A woman was on the table, and many doctors rushed over her, shouting. “Stop the hemorrhage, STOP IT!” said the eldest of the doctors, while the others tried to save the woman.
Once again, Ethan knew the words, so he spoke along with the woman “My baby… Save him...”. He knew it was her last breath, and even though mortality was an ambiguous concept for him, such as pain or grief, he felt a heavy weight pulling down his chest as the woman’s head fell, lifeless.
She opened her amber eyes one last time and looked towards Ethan.
“Do you see now?”
Ethan came to his senses back in the Decatur. Or so he thought. The growing sphere had long engulfed the ship, him, and everything around. He understood that speaking was senseless know, so he invoked the words into his mind, into whatever it all was now.

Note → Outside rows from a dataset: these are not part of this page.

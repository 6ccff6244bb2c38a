pub mod dto;
pub mod error;
pub mod handlers;
pub mod repo;
pub mod repo_types;
pub mod services;
mod validation;

#[cfg(test)]
pub(crate) mod testing;

use crate::state::AppState;
use axum::Router;

pub fn router() -> Router<AppState> {
    handlers::invoice_routes()
}
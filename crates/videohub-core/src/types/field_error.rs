//! Field-level validation diagnostics.

use serde::{Deserialize, Serialize};

/// A single rejected attribute in an inbound payload.
///
/// Serialized as `{ "message": "...", "field": "..." }`.
#[derive(Debug, Clone, PartialEq, Eq, Serialize, Deserialize)]
pub struct FieldError {
    /// Human-readable reason.
    pub message: String,
    /// The payload key that failed, in its wire spelling.
    pub field: String,
}

impl FieldError {
    /// Create a field error with an explicit message.
    pub fn new(field: impl Into<String>, message: impl Into<String>) -> Self {
        Self {
            message: message.into(),
            field: field.into(),
        }
    }

    /// Create the conventional `"<field> is incorrect"` error.
    pub fn incorrect(field: &str) -> Self {
        Self::new(field, format!("{field} is incorrect"))
    }
}
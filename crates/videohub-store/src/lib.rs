//! # videohub-store
//!
//! Process-local storage for VideoHub. Nothing here outlives the process:
//! a restart starts from an empty (or freshly seeded) collection.

pub mod memory;

pub use memory::VideoStore;
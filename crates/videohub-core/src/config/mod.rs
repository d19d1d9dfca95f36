//! Application configuration schemas.
//!
//! All configuration structs are deserialized via the `config` crate from
//! optional TOML files and environment variables. Every section has
//! defaults, so the server starts with no configuration files at all.

pub mod app;
pub mod logging;
pub mod validation;

use serde::{Deserialize, Serialize};
use validator::Validate;

use self::app::ServerConfig;
use self::logging::LoggingConfig;
use self::validation::ValidationConfig;

use crate::error::AppError;
use crate::result::AppResult;

/// Root application configuration.
#[derive(Debug, Clone, Default, Serialize, Deserialize)]
pub struct AppConfig {
    /// HTTP server settings.
    #[serde(default)]
    pub server: ServerConfig,
    /// Logging settings.
    #[serde(default)]
    pub logging: LoggingConfig,
    /// Payload validation strictness policy.
    #[serde(default)]
    pub validation: ValidationConfig,
    /// Demo data loaded at startup.
    #[serde(default)]
    pub seed: SeedConfig,
}

/// Startup seeding of the in-memory store.
#[derive(Debug, Clone, Default, Serialize, Deserialize)]
pub struct SeedConfig {
    /// Insert the demo video on startup.
    #[serde(default)]
    pub enabled: bool,
}

impl AppConfig {
    /// Load configuration.
    ///
    /// Sources, lowest priority first: `config/default.toml`,
    /// `config/{env}.toml`, variables prefixed with `VIDEOHUB__`
    /// (e.g. `VIDEOHUB__SERVER__PORT`), and finally the plain `PORT`
    /// variable, which always wins for the listen port.
    pub fn load(env: &str) -> AppResult<Self> {
        let config = config::Config::builder()
            .add_source(config::File::with_name("config/default").required(false))
            .add_source(config::File::with_name(&format!("config/{env}")).required(false))
            .add_source(
                config::Environment::with_prefix("VIDEOHUB")
                    .separator("__")
                    .try_parsing(true),
            )
            .set_override_option("server.port", std::env::var("PORT").ok())
            .map_err(|e| AppError::configuration(format!("Invalid PORT override: {e}")))?
            .build()
            .map_err(|e| AppError::configuration(format!("Failed to build config: {e}")))?;

        let config: Self = config
            .try_deserialize()
            .map_err(|e| AppError::configuration(format!("Failed to deserialize config: {e}")))?;

        config.validation.validate()?;

        Ok(config)
    }
}
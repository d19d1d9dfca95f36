//! Unified application error types for VideoHub.
//!
//! All crates map their internal errors into [`AppError`] for consistent
//! propagation through the ? operator.

use std::fmt;

use axum::Json;
use axum::http::StatusCode;
use axum::response::{IntoResponse, Response};
use thiserror::Error;

use crate::types::{ApiErrorResponse, FieldError, ValidationErrorResponse};

/// Top-level error kind categorization used across the entire application.
#[derive(Debug, Clone, Copy, PartialEq, Eq, Hash, serde::Serialize, serde::Deserialize)]
pub enum ErrorKind {
    /// The requested resource was not found.
    NotFound,
    /// Input validation failed.
    Validation,
    /// A configuration error occurred.
    Configuration,
    /// A serialization/deserialization error occurred.
    Serialization,
    /// An internal server error occurred.
    Internal,
}

impl fmt::Display for ErrorKind {
    fn fmt(&self, f: &mut fmt::Formatter<'_>) -> fmt::Result {
        match self {
            Self::NotFound => write!(f, "NOT_FOUND"),
            Self::Validation => write!(f, "VALIDATION"),
            Self::Configuration => write!(f, "CONFIGURATION"),
            Self::Serialization => write!(f, "SERIALIZATION"),
            Self::Internal => write!(f, "INTERNAL"),
        }
    }
}

/// The unified application error used throughout VideoHub.
///
/// Validation failures raised by the video validator carry their per-field
/// diagnostics in `field_errors`, which the HTTP layer renders verbatim.
#[derive(Debug, Error)]
#[error("{kind}: {message}")]
pub struct AppError {
    /// The category of error.
    pub kind: ErrorKind,
    /// A human-readable error message.
    pub message: String,
    /// Field-level diagnostics, in the order they were detected.
    pub field_errors: Vec<FieldError>,
    /// Optional underlying cause.
    #[source]
    pub source: Option<Box<dyn std::error::Error + Send + Sync>>,
}

impl AppError {
    /// Create a new application error.
    pub fn new(kind: ErrorKind, message: impl Into<String>) -> Self {
        Self {
            kind,
            message: message.into(),
            field_errors: Vec::new(),
            source: None,
        }
    }

    /// Create a new application error with an underlying cause.
    pub fn with_source(
        kind: ErrorKind,
        message: impl Into<String>,
        source: impl std::error::Error + Send + Sync + 'static,
    ) -> Self {
        Self {
            kind,
            message: message.into(),
            field_errors: Vec::new(),
            source: Some(Box::new(source)),
        }
    }

    /// Create a not-found error.
    pub fn not_found(message: impl Into<String>) -> Self {
        Self::new(ErrorKind::NotFound, message)
    }

    /// Create a validation error.
    pub fn validation(message: impl Into<String>) -> Self {
        Self::new(ErrorKind::Validation, message)
    }

    /// Create a validation error from a non-empty list of field errors.
    pub fn invalid_fields(field_errors: Vec<FieldError>) -> Self {
        let message = field_errors
            .iter()
            .map(|e| e.field.as_str())
            .collect::<Vec<_>>()
            .join(", ");

        Self {
            kind: ErrorKind::Validation,
            message: format!("Invalid fields: {message}"),
            field_errors,
            source: None,
        }
    }

    /// Create a configuration error.
    pub fn configuration(message: impl Into<String>) -> Self {
        Self::new(ErrorKind::Configuration, message)
    }

    /// Create an internal error.
    pub fn internal(message: impl Into<String>) -> Self {
        Self::new(ErrorKind::Internal, message)
    }

    /// Whether this is a not-found error.
    pub fn is_not_found(&self) -> bool {
        self.kind == ErrorKind::NotFound
    }
}

impl Clone for AppError {
    fn clone(&self) -> Self {
        Self {
            kind: self.kind,
            message: self.message.clone(),
            field_errors: self.field_errors.clone(),
            source: None,
        }
    }
}

impl From<serde_json::Error> for AppError {
    fn from(err: serde_json::Error) -> Self {
        Self::with_source(
            ErrorKind::Serialization,
            format!("JSON serialization error: {err}"),
            err,
        )
    }
}

impl From<std::io::Error> for AppError {
    fn from(err: std::io::Error) -> Self {
        Self::with_source(ErrorKind::Internal, format!("I/O error: {err}"), err)
    }
}

impl From<config::ConfigError> for AppError {
    fn from(err: config::ConfigError) -> Self {
        Self::with_source(
            ErrorKind::Configuration,
            format!("Configuration error: {err}"),
            err,
        )
    }
}

impl From<validator::ValidationErrors> for AppError {
    fn from(err: validator::ValidationErrors) -> Self {
        Self::with_source(
            ErrorKind::Configuration,
            format!("Invalid configuration: {err}"),
            err,
        )
    }
}

impl IntoResponse for AppError {
    fn into_response(self) -> Response {
        match self.kind {
            ErrorKind::Validation if !self.field_errors.is_empty() => (
                StatusCode::BAD_REQUEST,
                Json(ValidationErrorResponse {
                    errors_messages: self.field_errors,
                }),
            )
                .into_response(),
            ErrorKind::Validation => (
                StatusCode::BAD_REQUEST,
                Json(ApiErrorResponse {
                    error: "VALIDATION_ERROR".to_string(),
                    message: self.message,
                }),
            )
                .into_response(),
            // Not-found responses carry no body.
            ErrorKind::NotFound => StatusCode::NOT_FOUND.into_response(),
            ErrorKind::Configuration | ErrorKind::Serialization | ErrorKind::Internal => {
                tracing::error!(error = %self.message, kind = %self.kind, "Internal server error");
                (
                    StatusCode::INTERNAL_SERVER_ERROR,
                    Json(ApiErrorResponse {
                        error: "INTERNAL_ERROR".to_string(),
                        message: self.message,
                    }),
                )
                    .into_response()
            }
        }
    }
}
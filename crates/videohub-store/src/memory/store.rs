//! In-memory video collection.

use tokio::sync::RwLock;
use tracing::debug;

use videohub_entity::video::{NewVideo, Video, VideoId};

/// Authoritative, insertion-ordered collection of videos.
///
/// The entity list and the id counter live behind one lock, so every
/// mutation and snapshot read is serialized.
#[derive(Debug)]
pub struct VideoStore {
    inner: RwLock<Inner>,
}

#[derive(Debug)]
struct Inner {
    videos: Vec<Video>,
    /// Next id to hand out. Starts at 1 and only ever grows.
    next_id: VideoId,
}

impl Default for VideoStore {
    fn default() -> Self {
        Self::new()
    }
}

impl VideoStore {
    /// Create an empty store.
    pub fn new() -> Self {
        Self {
            inner: RwLock::new(Inner {
                videos: Vec::new(),
                next_id: 1,
            }),
        }
    }

    /// Create a store pre-populated with `drafts`, in order.
    pub fn with_videos(drafts: impl IntoIterator<Item = NewVideo>) -> Self {
        let mut inner = Inner {
            videos: Vec::new(),
            next_id: 1,
        };
        for draft in drafts {
            inner.push(draft);
        }
        Self {
            inner: RwLock::new(inner),
        }
    }

    /// Snapshot of every stored video.
    pub async fn list(&self) -> Vec<Video> {
        self.inner.read().await.videos.clone()
    }

    /// Find a video by id.
    pub async fn find_by_id(&self, id: VideoId) -> Option<Video> {
        self.inner
            .read()
            .await
            .videos
            .iter()
            .find(|v| v.id == id)
            .cloned()
    }

    /// Assign the next id to `draft`, append it, and return the stored video.
    pub async fn append(&self, draft: NewVideo) -> Video {
        let mut inner = self.inner.write().await;
        let video = inner.push(draft);
        debug!(id = video.id, "Appended video");
        video
    }

    /// Apply `change` to the video stored under `id` without releasing the
    /// write lock in between. Returns the updated video, or `None` if absent.
    ///
    /// The id is restored after `change` runs; it cannot be reassigned.
    pub async fn update<F>(&self, id: VideoId, change: F) -> Option<Video>
    where
        F: FnOnce(&mut Video),
    {
        let mut inner = self.inner.write().await;
        let slot = inner.videos.iter_mut().find(|v| v.id == id)?;
        change(slot);
        slot.id = id;
        debug!(id, "Updated video");
        Some(slot.clone())
    }

    /// Remove the video stored under `id`. Returns `false` if absent.
    pub async fn remove_by_id(&self, id: VideoId) -> bool {
        let mut inner = self.inner.write().await;
        let before = inner.videos.len();
        inner.videos.retain(|v| v.id != id);
        inner.videos.len() != before
    }

    /// Remove every video. The id counter is left untouched.
    pub async fn clear(&self) -> usize {
        let mut inner = self.inner.write().await;
        let removed = inner.videos.len();
        inner.videos.clear();
        removed
    }

    /// Number of stored videos.
    pub async fn count(&self) -> usize {
        self.inner.read().await.videos.len()
    }
}

impl Inner {
    fn push(&mut self, draft: NewVideo) -> Video {
        let video = Video::from_new(self.next_id, draft);
        self.next_id += 1;
        self.videos.push(video.clone());
        video
    }
}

“Yes. I see. Is this… Our end? The end?”
They knew the answer. It was. But it wasn’t. The amber glow filled every corner, every nook, until it didn’t. The light seemed to have turned palpable, and it all collapsed over Ethan. All the stars and planets, ships, all the knowledge, every word ever said…
Ethan woke up in the middle of the night, crying. In the distance, steps approached. His grandmother entered the room. “Dreamt of mommy again?” she said, embracing him. He looked at her with his amber eyes, sobbing.
“Yes, Nana… But this time, there was a voice”
“Was it a bad voice?”
“No Nana, a good one”
“So are you ready to go back to sleep?”
“Yes”
“I’ll be off then.” She walked towards the door.
“Nana...”
“Yes, Ethan?”
“About mom’s death… And dad’s trip… I think I understand now.”
She looked at her grandson, surprised. “That’s good, little man” She smiled and closed the door, leaving Ethan in darkness once more.
The voice resonated again as he fell asleep. “Do you see now…?” But Ethan was too busy snoring to answer.